Consider the following languages, are they context-free?

  • $\{x \# y: x \neq y\}$
  • $\{x y: |x|=|y|, x \neq y\}$
  • $\{x \# y: |x|=|y|, x \neq y\}$
  • $\{x y: |x|=|y|,d(x,y)>1\}$
  • $\{x x\}$

The first three are explained here, the fourth one is this question, the last one is well-known.

I'm wondering whether there is an algorithm to solve this kind of problem in general.

Question

Given two strings $x,y$, let $\operatorname{zip}(x,y)$ denote the string $(x_1,y_1)(x_2,y_2)\dots(x_n,y_n)$. Note that letters in $\operatorname{zip}(x,y)$ are pairs. If one string is shorter, we pad it with an extra blank symbol. For example, $\operatorname{zip}(aab,cd)=(a,c)(a,d)(b,blank)$.

Is the following problem decidable?

Given a regular language $L$, is $ \{x y: \operatorname{zip}(x,y) \in L\}$ context-free?

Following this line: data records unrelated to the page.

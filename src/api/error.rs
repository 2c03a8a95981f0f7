//! API Error Types
//!
//! Defines error types for the API layer and implements conversion
//! to HTTP responses with appropriate status codes.
//!
//! Messages from the backend reach the client unchanged.

use axum::{
    http::StatusCode,
    response::{IntoResponse, Response},
    Json,
};
use serde::Serialize;
use thiserror::Error;

use crate::backend::BackendError;
use crate::optimistic::TransitionError;
use crate::persist::PersistError;
use crate::services::ServiceError;

/// API error types
#[derive(Error, Debug)]
pub enum ApiError {
    /// Request validation failed
    #[error("{0}")]
    Validation(String),

    /// No signed-in session
    #[error("{0}")]
    Unauthorized(String),

    /// Resource not found
    #[error("{0}")]
    NotFound(String),

    /// Request conflicts with existing state
    #[error("{0}")]
    Conflict(String),

    /// Backend answered with an error
    #[error(transparent)]
    Backend(#[from] BackendError),

    /// Internal server error
    #[error("Internal error: {0}")]
    Internal(String),

    /// IO error
    #[error("IO error: {0}")]
    Io(#[from] std::io::Error),
}

/// Error response body
#[derive(Serialize)]
pub struct ErrorResponse {
    pub error: ErrorBody,
    pub request_id: String,
}

/// Error details
#[derive(Serialize)]
pub struct ErrorBody {
    pub code: String,
    pub message: String,
}

impl From<ServiceError> for ApiError {
    fn from(err: ServiceError) -> Self {
        match err {
            ServiceError::NotAuthenticated => ApiError::Unauthorized(err.to_string()),
            ServiceError::Validation(message) => ApiError::Validation(message),
            ServiceError::DuplicateRequest => ApiError::Conflict(err.to_string()),
            ServiceError::NotFound(_) => ApiError::NotFound(err.to_string()),
            ServiceError::Backend(e) => ApiError::Backend(e),
            ServiceError::Persist(e) => ApiError::Internal(e.to_string()),
        }
    }
}

impl From<TransitionError> for ApiError {
    fn from(err: TransitionError) -> Self {
        ApiError::Conflict(err.to_string())
    }
}

impl From<PersistError> for ApiError {
    fn from(err: PersistError) -> Self {
        ApiError::Internal(err.to_string())
    }
}

impl ApiError {
    fn status_and_code(&self) -> (StatusCode, &'static str) {
        match self {
            ApiError::Validation(_) => (StatusCode::BAD_REQUEST, "VALIDATION_ERROR"),
            ApiError::Unauthorized(_) => (StatusCode::UNAUTHORIZED, "NOT_AUTHENTICATED"),
            ApiError::NotFound(_) => (StatusCode::NOT_FOUND, "NOT_FOUND"),
            ApiError::Conflict(_) => (StatusCode::CONFLICT, "CONFLICT"),
            ApiError::Backend(e) => match e {
                // client errors reported by the backend keep their status
                BackendError::Api { status, .. } if (400..500).contains(status) => (
                    StatusCode::from_u16(*status).unwrap_or(StatusCode::BAD_REQUEST),
                    "BACKEND_REJECTED",
                ),
                BackendError::Api { .. } => (StatusCode::BAD_GATEWAY, "BACKEND_ERROR"),
                BackendError::Timeout => (StatusCode::GATEWAY_TIMEOUT, "BACKEND_TIMEOUT"),
                BackendError::Unavailable | BackendError::Request(_) => {
                    (StatusCode::SERVICE_UNAVAILABLE, "BACKEND_UNAVAILABLE")
                }
                BackendError::NotFound => (StatusCode::NOT_FOUND, "NOT_FOUND"),
                BackendError::Storage(_) => (StatusCode::BAD_GATEWAY, "STORAGE_ERROR"),
                BackendError::Serialization(_) => {
                    (StatusCode::BAD_GATEWAY, "BACKEND_RESPONSE_INVALID")
                }
            },
            ApiError::Internal(_) => (StatusCode::INTERNAL_SERVER_ERROR, "INTERNAL_ERROR"),
            ApiError::Io(_) => (StatusCode::INTERNAL_SERVER_ERROR, "IO_ERROR"),
        }
    }
}

impl IntoResponse for ApiError {
    fn into_response(self) -> Response {
        let (status, code) = self.status_and_code();
        let request_id = uuid::Uuid::new_v4().to_string();

        if status.is_server_error() {
            tracing::error!(
                request_id = %request_id,
                error_code = %code,
                error_message = %self,
                "API error occurred"
            );
        } else {
            tracing::warn!(
                request_id = %request_id,
                error_code = %code,
                error_message = %self,
                "Request rejected"
            );
        }

        let body = ErrorResponse {
            error: ErrorBody {
                code: code.to_string(),
                message: self.to_string(),
            },
            request_id,
        };

        (status, Json(body)).into_response()
    }
}

/// Result type for API operations
pub type ApiResult<T> = Result<T, ApiError>;

#[cfg(test)]
mod tests {
    use super::*;

    #[test]
    fn test_service_errors_map_to_status() {
        let cases = [
            (ServiceError::NotAuthenticated, StatusCode::UNAUTHORIZED),
            (ServiceError::validation("bad"), StatusCode::BAD_REQUEST),
            (ServiceError::DuplicateRequest, StatusCode::CONFLICT),
            (ServiceError::NotFound("Goal".into()), StatusCode::NOT_FOUND),
            (
                ServiceError::Backend(BackendError::api(400, "Invalid login credentials")),
                StatusCode::BAD_REQUEST,
            ),
            (
                ServiceError::Backend(BackendError::api(503, "upstream down")),
                StatusCode::BAD_GATEWAY,
            ),
            (ServiceError::Backend(BackendError::Timeout), StatusCode::GATEWAY_TIMEOUT),
        ];

        for (err, expected) in cases {
            let api: ApiError = err.into();
            assert_eq!(api.status_and_code().0, expected, "{}", api);
        }
    }

    #[test]
    fn test_backend_message_is_verbatim() {
        let api: ApiError = ServiceError::Backend(BackendError::api(400, "Invalid login credentials")).into();
        assert_eq!(api.to_string(), "Invalid login credentials");
    }

    #[test]
    fn test_transition_error_is_conflict() {
        let api: ApiError = crate::optimistic::RequestState::Pending
            .begin()
            .unwrap_err()
            .into();
        assert_eq!(api.status_and_code().0, StatusCode::CONFLICT);
    }
}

If the answer is positive, we can solve the five problems from the motivation section by picking a suitable $L$:

  • $\{x x\}$ can be written using $L=((a_1,a_1)+\dots+(a_n,a_n))^{\ast}$ where $a_i$ are all letters of the alphabet except blanks.
  • $\{x y: |x|=|y|, x \neq y\}$ can be written using $L$ which checks that in the pairs $(a,b)$ there is at least one mismatch $a \neq b$ and there are no blanks.
  • $\{x y: |x|=|y|,d(x,y)>1\}$ is similar, the language $L$ checks if there are at least two mismatches and no blanks.
  • $\{x \# y: |x|=|y|, x \neq y\}$ is checking for at least one mismatch, and then expects a single symbol $(\#, blank)$.
  • $\{x \# y: x \neq y\}$ is checking that the left component of the last character is $\#$, that there is at least one mismatch, and unlike the previous examples blanks are allowed when checking for a mismatch.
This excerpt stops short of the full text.